Work to complete:
Copy, from the entries below, each line in which the string "PRAGMA" appears.

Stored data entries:
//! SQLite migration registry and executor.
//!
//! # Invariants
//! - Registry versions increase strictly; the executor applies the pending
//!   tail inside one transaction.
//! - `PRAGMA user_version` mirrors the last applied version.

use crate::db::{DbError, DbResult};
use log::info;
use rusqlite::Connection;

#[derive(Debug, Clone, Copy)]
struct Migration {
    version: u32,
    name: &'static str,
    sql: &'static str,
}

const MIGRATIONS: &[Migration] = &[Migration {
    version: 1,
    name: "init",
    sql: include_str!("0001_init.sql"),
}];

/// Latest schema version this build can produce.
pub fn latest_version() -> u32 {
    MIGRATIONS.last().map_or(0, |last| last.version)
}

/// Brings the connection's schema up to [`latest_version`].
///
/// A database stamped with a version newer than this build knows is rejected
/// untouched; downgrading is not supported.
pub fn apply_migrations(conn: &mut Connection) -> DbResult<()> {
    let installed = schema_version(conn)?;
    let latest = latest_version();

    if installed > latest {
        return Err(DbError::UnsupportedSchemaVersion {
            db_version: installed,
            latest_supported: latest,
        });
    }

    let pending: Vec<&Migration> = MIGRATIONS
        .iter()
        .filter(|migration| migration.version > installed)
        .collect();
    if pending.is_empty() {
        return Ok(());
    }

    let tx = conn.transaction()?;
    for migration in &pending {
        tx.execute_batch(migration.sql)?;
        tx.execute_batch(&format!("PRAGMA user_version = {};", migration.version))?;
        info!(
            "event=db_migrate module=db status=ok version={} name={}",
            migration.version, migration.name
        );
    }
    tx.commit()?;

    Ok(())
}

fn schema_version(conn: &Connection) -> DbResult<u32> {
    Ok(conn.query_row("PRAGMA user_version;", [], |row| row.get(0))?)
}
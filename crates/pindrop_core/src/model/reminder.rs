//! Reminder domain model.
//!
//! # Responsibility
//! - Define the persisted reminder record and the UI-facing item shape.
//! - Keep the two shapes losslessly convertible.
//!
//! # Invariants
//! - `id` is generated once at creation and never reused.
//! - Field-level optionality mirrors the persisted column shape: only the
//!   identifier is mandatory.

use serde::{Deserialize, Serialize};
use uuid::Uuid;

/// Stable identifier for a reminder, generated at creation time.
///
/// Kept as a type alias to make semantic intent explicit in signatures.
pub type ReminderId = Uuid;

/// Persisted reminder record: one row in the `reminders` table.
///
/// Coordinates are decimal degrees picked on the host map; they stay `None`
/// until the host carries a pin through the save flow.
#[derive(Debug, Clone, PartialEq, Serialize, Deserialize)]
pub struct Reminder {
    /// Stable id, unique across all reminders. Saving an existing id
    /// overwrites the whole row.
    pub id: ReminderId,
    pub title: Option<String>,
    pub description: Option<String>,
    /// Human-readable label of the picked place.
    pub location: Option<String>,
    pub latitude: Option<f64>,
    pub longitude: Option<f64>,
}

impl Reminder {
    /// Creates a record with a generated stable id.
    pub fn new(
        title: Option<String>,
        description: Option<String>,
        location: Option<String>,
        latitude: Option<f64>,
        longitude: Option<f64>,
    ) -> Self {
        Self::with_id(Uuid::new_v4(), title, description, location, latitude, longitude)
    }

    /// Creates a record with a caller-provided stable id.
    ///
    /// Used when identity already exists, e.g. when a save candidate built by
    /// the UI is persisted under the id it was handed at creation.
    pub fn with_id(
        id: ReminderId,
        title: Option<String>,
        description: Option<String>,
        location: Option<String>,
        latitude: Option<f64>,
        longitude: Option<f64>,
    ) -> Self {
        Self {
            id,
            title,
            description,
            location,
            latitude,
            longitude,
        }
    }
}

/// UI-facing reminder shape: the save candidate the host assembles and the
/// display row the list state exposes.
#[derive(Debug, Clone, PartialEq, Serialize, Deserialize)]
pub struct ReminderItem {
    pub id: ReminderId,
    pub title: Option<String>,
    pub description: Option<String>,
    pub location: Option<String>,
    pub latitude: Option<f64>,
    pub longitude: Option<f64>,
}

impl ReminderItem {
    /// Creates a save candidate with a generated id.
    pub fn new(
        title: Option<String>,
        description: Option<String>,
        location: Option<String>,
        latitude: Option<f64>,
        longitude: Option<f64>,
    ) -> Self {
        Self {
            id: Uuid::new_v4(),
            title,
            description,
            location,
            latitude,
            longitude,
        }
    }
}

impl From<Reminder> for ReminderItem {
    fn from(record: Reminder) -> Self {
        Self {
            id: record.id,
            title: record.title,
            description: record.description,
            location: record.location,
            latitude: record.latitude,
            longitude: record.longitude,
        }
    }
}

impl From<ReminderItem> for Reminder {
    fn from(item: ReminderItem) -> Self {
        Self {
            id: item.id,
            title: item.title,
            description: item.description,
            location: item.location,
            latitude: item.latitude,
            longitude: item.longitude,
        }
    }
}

Expected output:
//! - `PRAGMA user_version` mirrors the last applied version.
        tx.execute_batch(&format!("PRAGMA user_version = {};", migration.version))?;
    Ok(conn.query_row("PRAGMA user_version;", [], |row| row.get(0))?)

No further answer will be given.